«Tomarse una licencia» es una frase conocida. Incluso pasó hace unos días ante mis ojos, en cierta misiva justificadora de lo injustificable. Los remitentes se excusaban de haber faltado a los altos propósitos iniciales de un espacio cultural porque «en verano nos tomamos ciertas licencias». O sea, traduzco: del otoño a la primavera hacemos las cosas bien, mientras que en el estío nos relajamos un poco. ¿Quizá porque la mollera se calienta más de lo común?, pregunto.
Bueno, si alguien desea taparse con una frazada durante el verano, o salir en traje de baño por el Malecón en medio de un frente frío, ese es su problema. Lo que no encaja es que una persona «se tome la licencia» de hacer y deshacer en asuntos que afectan de algún modo a los demás.
Por desgracia, el tema nos suena demasiado familiar.
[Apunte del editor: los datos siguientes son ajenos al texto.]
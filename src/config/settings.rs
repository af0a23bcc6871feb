//! TOML-based configuration.
//!
//! Supports a config file (explorer.toml) with environment variable expansion.
//!
//! Example configuration:
//! ```toml
//! [connections.production]
//! driver = "mssql"
//! server = "sql.internal"
//! database = "sales"
//! user = "${PROD_DB_USER}"
//! password = "${PROD_DB_PASSWORD}"
//!
//! [connections.dev]
//! driver = "duckdb"
//! server = "./data/dev.duckdb"
//!
//! [worker]
//! path = "./explorer-worker"
//! request_timeout_secs = 30
//!
//! [explorer]
//! create_session_timeout_secs = 45
//! expand_timeout_secs = 45
//!
//! [find.templates]
//! table = ["Databases/{database}/Tables/{object}"]
//! ```

use serde::{Deserialize, Serialize};
use std::collections::{BTreeMap, HashMap};
use std::env;
use std::fs;
use std::path::{Path, PathBuf};
use std::time::Duration;

use super::connection::{ConnectionParams, Driver};

/// Error type for settings.
#[derive(Debug, thiserror::Error)]
pub enum SettingsError {
    #[error("Config file not found: {0}")]
    FileNotFound(PathBuf),

    #[error("Failed to read config file: {0}")]
    ReadError(#[from] std::io::Error),

    #[error("Failed to parse config file: {0}")]
    ParseError(#[from] toml::de::Error),

    #[error("Missing environment variable: {0}")]
    MissingEnvVar(String),

    #[error("Connection not found: {0}")]
    ConnectionNotFound(String),

    #[error("Unsupported driver: {0}")]
    UnsupportedDriver(String),

    #[error("Invalid configuration: {0}")]
    InvalidConfig(String),
}

/// Root configuration structure.
#[derive(Debug, Clone, Default, Deserialize, Serialize)]
#[serde(default)]
pub struct Settings {
    /// Named database connections.
    pub connections: HashMap<String, ConnectionSettings>,

    /// Worker configuration.
    pub worker: WorkerSettings,

    /// Session and expansion bounds.
    pub explorer: ExplorerSettings,

    /// Find-node path templates.
    pub find: FindSettings,
}

/// Connection configuration.
#[derive(Debug, Clone, Deserialize, Serialize)]
pub struct ConnectionSettings {
    /// Database driver (mssql, postgres, duckdb, kusto).
    pub driver: String,

    /// Server hostname or file path (supports ${ENV_VAR} expansion).
    pub server: String,

    #[serde(default)]
    pub database: Option<String>,

    #[serde(default)]
    pub port: Option<u16>,

    /// Username (supports ${ENV_VAR} expansion).
    #[serde(default)]
    pub user: Option<String>,

    /// Password (supports ${ENV_VAR} expansion).
    #[serde(default)]
    pub password: Option<String>,

    /// Driver-specific options.
    #[serde(default)]
    pub options: BTreeMap<String, String>,
}

impl ConnectionSettings {
    /// Get the driver type.
    pub fn driver_type(&self) -> Result<Driver, SettingsError> {
        Driver::from_str(&self.driver)
            .map_err(|_| SettingsError::UnsupportedDriver(self.driver.clone()))
    }

    /// Resolve into connection parameters, expanding environment variables.
    pub fn to_params(&self) -> Result<ConnectionParams, SettingsError> {
        let expand_opt = |value: &Option<String>| -> Result<Option<String>, SettingsError> {
            value.as_deref().map(expand_env_vars).transpose()
        };

        Ok(ConnectionParams {
            driver: self.driver_type()?,
            server: expand_env_vars(&self.server)?,
            database: expand_opt(&self.database)?,
            port: self.port,
            user: expand_opt(&self.user)?,
            password: expand_opt(&self.password)?,
            options: self
                .options
                .iter()
                .map(|(k, v)| Ok((k.clone(), expand_env_vars(v)?)))
                .collect::<Result<_, SettingsError>>()?,
        })
    }
}

/// Worker configuration.
#[derive(Debug, Clone, Deserialize, Serialize)]
#[serde(default)]
pub struct WorkerSettings {
    /// Path to the worker binary.
    pub path: Option<String>,

    /// Per-request timeout in seconds.
    pub request_timeout_secs: u64,
}

impl Default for WorkerSettings {
    fn default() -> Self {
        Self {
            path: None,
            request_timeout_secs: 30,
        }
    }
}

impl WorkerSettings {
    pub fn request_timeout(&self) -> Duration {
        Duration::from_secs(self.request_timeout_secs)
    }
}

/// Session and expansion bounds.
#[derive(Debug, Clone, Deserialize, Serialize)]
#[serde(default)]
pub struct ExplorerSettings {
    /// Bound on connecting and building a session.
    pub create_session_timeout_secs: u64,

    /// Bound on node lock, connection slot and population for one expand.
    pub expand_timeout_secs: u64,

    /// Bound on waiting for in-flight expansions when closing a session.
    pub close_timeout_secs: u64,
}

impl Default for ExplorerSettings {
    fn default() -> Self {
        Self {
            create_session_timeout_secs: 45,
            expand_timeout_secs: 45,
            close_timeout_secs: 10,
        }
    }
}

impl ExplorerSettings {
    pub fn create_session_timeout(&self) -> Duration {
        Duration::from_secs(self.create_session_timeout_secs)
    }

    pub fn expand_timeout(&self) -> Duration {
        Duration::from_secs(self.expand_timeout_secs)
    }

    pub fn close_timeout(&self) -> Duration {
        Duration::from_secs(self.close_timeout_secs)
    }
}

/// Find-node settings.
#[derive(Debug, Clone, Default, Deserialize, Serialize)]
#[serde(default)]
pub struct FindSettings {
    /// Extra path templates per kind, tried after the built-in ones.
    pub templates: HashMap<String, Vec<String>>,

    /// Replace the built-in templates instead of extending them.
    pub replace_defaults: bool,
}

impl Settings {
    /// Load settings from a TOML file.
    pub fn from_file<P: AsRef<Path>>(path: P) -> Result<Self, SettingsError> {
        let path = path.as_ref();
        if !path.exists() {
            return Err(SettingsError::FileNotFound(path.to_path_buf()));
        }

        let content = fs::read_to_string(path)?;
        let settings: Settings = toml::from_str(&content)?;
        Ok(settings)
    }

    /// Load settings from the default config file locations.
    ///
    /// Searches in order:
    /// 1. Environment variable `OBJECT_EXPLORER_CONFIG`
    /// 2. `./explorer.toml`
    /// 3. `~/.config/object-explorer/config.toml`
    pub fn load() -> Result<Self, SettingsError> {
        if let Ok(path) = env::var("OBJECT_EXPLORER_CONFIG") {
            return Self::from_file(&path);
        }

        let local_config = PathBuf::from("explorer.toml");
        if local_config.exists() {
            return Self::from_file(&local_config);
        }

        if let Some(config_dir) = dirs::config_dir() {
            let user_config = config_dir.join("object-explorer").join("config.toml");
            if user_config.exists() {
                return Self::from_file(&user_config);
            }
        }

        Ok(Settings::default())
    }

    /// Get a connection by name.
    pub fn get_connection(&self, name: &str) -> Result<&ConnectionSettings, SettingsError> {
        self.connections
            .get(name)
            .ok_or_else(|| SettingsError::ConnectionNotFound(name.to_string()))
    }

    /// Get the worker binary path.
    ///
    /// Returns the configured path, or searches common locations and `PATH`.
    pub fn worker_path(&self) -> Option<PathBuf> {
        if let Some(path) = &self.worker.path {
            let expanded = expand_env_vars(path).ok()?;
            return Some(PathBuf::from(expanded));
        }

        let candidates = ["explorer-worker", "./explorer-worker", "./worker/explorer-worker"];
        for candidate in candidates {
            let path = PathBuf::from(candidate);
            if path.exists() {
                return Some(path);
            }
        }

        if let Ok(output) = std::process::Command::new("which")
            .arg("explorer-worker")
            .output()
        {
            if output.status.success() {
                let path = String::from_utf8_lossy(&output.stdout).trim().to_string();
                if !path.is_empty() {
                    return Some(PathBuf::from(path));
                }
            }
        }

        None
    }
}

/// Expand environment variables in a string.
///
/// Supports `${VAR}` and `$VAR` syntax.
pub fn expand_env_vars(s: &str) -> Result<String, SettingsError> {
    let mut result = String::with_capacity(s.len());
    let mut chars = s.chars().peekable();

    while let Some(c) = chars.next() {
        if c != '$' {
            result.push(c);
            continue;
        }

        let mut var_name = String::new();
        if chars.peek() == Some(&'{') {
            chars.next();
            for ch in chars.by_ref() {
                if ch == '}' {
                    break;
                }
                var_name.push(ch);
            }
        } else {
            while let Some(&ch) = chars.peek() {
                if !(ch.is_alphanumeric() || ch == '_') {
                    break;
                }
                var_name.push(ch);
                chars.next();
            }
            if var_name.is_empty() {
                // Lone `$`
                result.push('$');
                continue;
            }
        }

        let value =
            env::var(&var_name).map_err(|_| SettingsError::MissingEnvVar(var_name.clone()))?;
        result.push_str(&value);
    }

    Ok(result)
}
//! Database connection parameters.
//!
//! Supports configuration via environment variables:
//! - `EXPLORER_DB_DRIVER`: Database driver (mssql, postgres, duckdb, kusto)
//! - `EXPLORER_DB_SERVER`: Server hostname (or file path for DuckDB)
//! - `EXPLORER_DB_NAME`: Database name (optional)
//! - `EXPLORER_DB_PORT`: Port (optional, uses driver default)
//! - `EXPLORER_DB_USER` / `EXPLORER_DB_PASSWORD`: Credentials (optional)

use std::collections::BTreeMap;
use std::env;
use std::fmt;

use serde::{Deserialize, Serialize};

use crate::expansion::ValidFor;

/// Error type for connection configuration.
#[derive(Debug, thiserror::Error)]
pub enum ConnectionError {
    #[error("Missing required environment variable: {0}")]
    MissingEnvVar(String),

    #[error("Unsupported driver: {0}. Supported: mssql, postgres, duckdb, kusto")]
    UnsupportedDriver(String),
}

/// Supported database drivers.
#[derive(Debug, Clone, Copy, PartialEq, Eq, Hash, Serialize, Deserialize)]
#[serde(rename_all = "lowercase")]
pub enum Driver {
    /// Microsoft SQL Server / Azure SQL
    MsSql,
    /// PostgreSQL
    Postgres,
    /// DuckDB (file or in-memory)
    DuckDb,
    /// Azure Data Explorer
    Kusto,
}

impl Driver {
    /// Parse driver from string.
    #[allow(clippy::should_implement_trait)]
    pub fn from_str(s: &str) -> Result<Self, ConnectionError> {
        match s.to_lowercase().as_str() {
            "mssql" | "sqlserver" | "sql_server" => Ok(Driver::MsSql),
            "postgres" | "postgresql" | "pg" => Ok(Driver::Postgres),
            "duckdb" | "duck" => Ok(Driver::DuckDb),
            "kusto" | "adx" => Ok(Driver::Kusto),
            other => Err(ConnectionError::UnsupportedDriver(other.to_string())),
        }
    }

    /// Get the driver name for the worker.
    pub fn as_str(&self) -> &'static str {
        match self {
            Driver::MsSql => "mssql",
            Driver::Postgres => "postgres",
            Driver::DuckDb => "duckdb",
            Driver::Kusto => "kusto",
        }
    }

    /// Get the default port for this driver.
    pub fn default_port(&self) -> u16 {
        match self {
            Driver::MsSql => 1433,
            Driver::Postgres => 5432,
            Driver::Kusto => 443,
            Driver::DuckDb => 0, // Not applicable
        }
    }

    /// Platform assumed before the server reports its version.
    pub fn default_platform(&self) -> ValidFor {
        match self {
            Driver::MsSql => ValidFor::SQL_SERVER_2022,
            Driver::Postgres => ValidFor::POSTGRES,
            Driver::DuckDb => ValidFor::DUCKDB,
            Driver::Kusto => ValidFor::KUSTO,
        }
    }
}

impl fmt::Display for Driver {
    fn fmt(&self, f: &mut fmt::Formatter<'_>) -> fmt::Result {
        f.write_str(self.as_str())
    }
}

/// Parameters a session is created from.
#[derive(Clone, PartialEq, Eq, Serialize, Deserialize)]
pub struct ConnectionParams {
    /// Database driver.
    pub driver: Driver,
    /// Server hostname.
    pub server: String,
    /// Database name.
    #[serde(default)]
    pub database: Option<String>,
    /// Port (optional).
    #[serde(default)]
    pub port: Option<u16>,
    /// Username (absent means integrated authentication).
    #[serde(default)]
    pub user: Option<String>,
    /// Password.
    #[serde(default)]
    pub password: Option<String>,
    /// Driver-specific options.
    #[serde(default)]
    pub options: BTreeMap<String, String>,
}

impl fmt::Debug for ConnectionParams {
    fn fmt(&self, f: &mut fmt::Formatter<'_>) -> fmt::Result {
        f.debug_struct("ConnectionParams")
            .field("driver", &self.driver)
            .field("server", &self.server)
            .field("database", &self.database)
            .field("port", &self.port)
            .field("user", &self.user)
            .field("password", &self.password.as_ref().map(|_| "***"))
            .field("options", &self.options)
            .finish()
    }
}

impl ConnectionParams {
    pub fn new(driver: Driver, server: impl Into<String>) -> Self {
        Self {
            driver,
            server: server.into(),
            database: None,
            port: None,
            user: None,
            password: None,
            options: BTreeMap::new(),
        }
    }

    /// SQL Server with integrated authentication.
    pub fn mssql_trusted(server: impl Into<String>, database: impl Into<String>) -> Self {
        Self::new(Driver::MsSql, server).with_database(database)
    }

    /// DuckDB file (or `:memory:`).
    pub fn duckdb(path: impl Into<String>) -> Self {
        Self::new(Driver::DuckDb, path)
    }

    pub fn with_database(mut self, database: impl Into<String>) -> Self {
        self.database = Some(database.into());
        self
    }

    pub fn with_credentials(mut self, user: impl Into<String>, password: impl Into<String>) -> Self {
        self.user = Some(user.into());
        self.password = Some(password.into());
        self
    }

    pub fn with_option(mut self, key: impl Into<String>, value: impl Into<String>) -> Self {
        self.options.insert(key.into(), value.into());
        self
    }

    /// Load parameters from environment variables.
    pub fn from_env() -> Result<Self, ConnectionError> {
        let driver_str = env::var("EXPLORER_DB_DRIVER")
            .map_err(|_| ConnectionError::MissingEnvVar("EXPLORER_DB_DRIVER".to_string()))?;
        let driver = Driver::from_str(&driver_str)?;

        let server = env::var("EXPLORER_DB_SERVER")
            .map_err(|_| ConnectionError::MissingEnvVar("EXPLORER_DB_SERVER".to_string()))?;

        Ok(Self {
            driver,
            server,
            database: env::var("EXPLORER_DB_NAME").ok(),
            port: env::var("EXPLORER_DB_PORT").ok().and_then(|p| p.parse().ok()),
            user: env::var("EXPLORER_DB_USER").ok(),
            password: env::var("EXPLORER_DB_PASSWORD").ok(),
            options: BTreeMap::new(),
        })
    }

    /// Build the driver connection string for the worker.
    pub fn to_connection_string(&self) -> String {
        match self.driver {
            Driver::MsSql => self.build_mssql_connection_string(),
            Driver::Postgres => self.build_postgres_connection_string(),
            Driver::DuckDb => self.build_duckdb_connection_string(),
            Driver::Kusto => self.build_kusto_connection_string(),
        }
    }

    fn build_mssql_connection_string(&self) -> String {
        let host = match self.port {
            Some(port) => format!("sqlserver://{}:{}", self.server, port),
            None => format!("sqlserver://{}", self.server),
        };

        let mut params = Vec::new();
        if let Some(database) = &self.database {
            params.push(format!("database={}", database));
        }
        match (&self.user, &self.password) {
            (Some(user), Some(pass)) => {
                params.push(format!("user id={}", user));
                params.push(format!("password={}", pass));
            }
            _ => params.push("trusted_connection=true".to_string()),
        }
        params.extend(self.options.iter().map(|(k, v)| format!("{}={}", k, v)));

        format!("{}?{}", host, params.join("&"))
    }

    fn build_postgres_connection_string(&self) -> String {
        let mut parts = vec![
            format!("host={}", self.server),
            format!("port={}", self.port.unwrap_or(self.driver.default_port())),
        ];
        if let Some(database) = &self.database {
            parts.push(format!("dbname={}", database));
        }
        if let Some(user) = &self.user {
            parts.push(format!("user={}", user));
        }
        if let Some(password) = &self.password {
            parts.push(format!("password={}", password));
        }
        parts.extend(self.options.iter().map(|(k, v)| format!("{}={}", k, v)));
        parts.join(" ")
    }

    fn build_duckdb_connection_string(&self) -> String {
        if self.server.is_empty() || self.server == ":memory:" {
            ":memory:".to_string()
        } else {
            self.server.clone()
        }
    }

    fn build_kusto_connection_string(&self) -> String {
        let mut parts = vec![format!("Data Source={}", self.server)];
        if let Some(database) = &self.database {
            parts.push(format!("Initial Catalog={}", database));
        }
        parts.extend(self.options.iter().map(|(k, v)| format!("{}={}", k, v)));
        parts.join(";")
    }
}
Cualquiera —y cito un ejemplo del profesor Calviño— se cree con la suficiente libertad de poner una mesa de dominó en medio de la acera y armar una batahola porque «la calle es de todos», aunque no repara en que precisamente, si es de todos, también es del que desea pasar sin tener que bajar al pavimento. Así también, otro deja a su peligroso Stanford suelto y sin bozal por toda la cuadra, porque es «su» derecho. Al parecer, son las pantorrillas de los transeúntes las que no tienen ningún derecho.
Es de temer esta práctica de hacer lo que nos viene en ganas sin atender, en unos casos, a normas sociales, a reglamentos, y en otros —como en ciertos programas televisivos— a perfiles definidos, bien asentados. Respecto a lo último, hablo de espacios que tienen su público precisamente por seguir una línea ya conocida y aceptada, y que de pronto sacan de la manga muy raras cartas.
En tal sentido, sería verdaderamente chocante, por ejemplo, que La séptima puerta, programa ya señalado por el televidente como una comarca del buen cine en la pantalla chica, ofreciera un día de estos un filme de Jackie Chang, repleto de patadas y simplezas. Si tal cosa aconteciera, solo cabría imaginar dos hipótesis: o el director perdió el buen juicio y salió del ICRT en ambulancia, o se tomó «una licencia». O sea, hizo un alto en la habitual seriedad con que se prepara la presentación.
¿Qué sucedería entonces? Pues que el espacio perdería su sello, sencillamente, y el espectador tradicional quedaría desorientado. Todo por una «escapadita». Por una «libertad veraniega»...
Sería curioso imaginar qué resultaría del trabajo de otros individuos si siguieran patrones de este tipo. Personalmente, no me haría ninguna gracia estar tendido en la mesa de operaciones ante un cirujano dado a tomarse «licencias». Sí he podido sufrir, como muchos, la auto-otorgada facultad que ostentan algunos choferes de ómnibus, cuando detienen el vehículo en cualquier esquina para llenar un pomo de refresco y comprar «solo una pizzita, mi gente», que puede demorar cinco minutos. Un tiempo que, desde luego, ¡es mío! Y ni qué decir del vendaval de «licencias» que llueven sobre los agromercados, donde más de un vendedor se cree con la prerrogativa de lucrar a costa del ligero bolsillo del consumidor.
Luego, si un soberano deseo me impulsara a escribir que Moscú es la capital de Tailandia, las quejas de los lectores probablemente llegarían hasta Bangkok. ¿Acaso podría justificarme diciendo que «me relajé, porque como estamos en otoño, quise variar»?
¡Por favor! Mejor hacer lo que se debe que andar disfrazando de «licencia» lo indebido. La palabra podrá muy ser muy grata al oído, pero ¿de qué le sirve al afectado?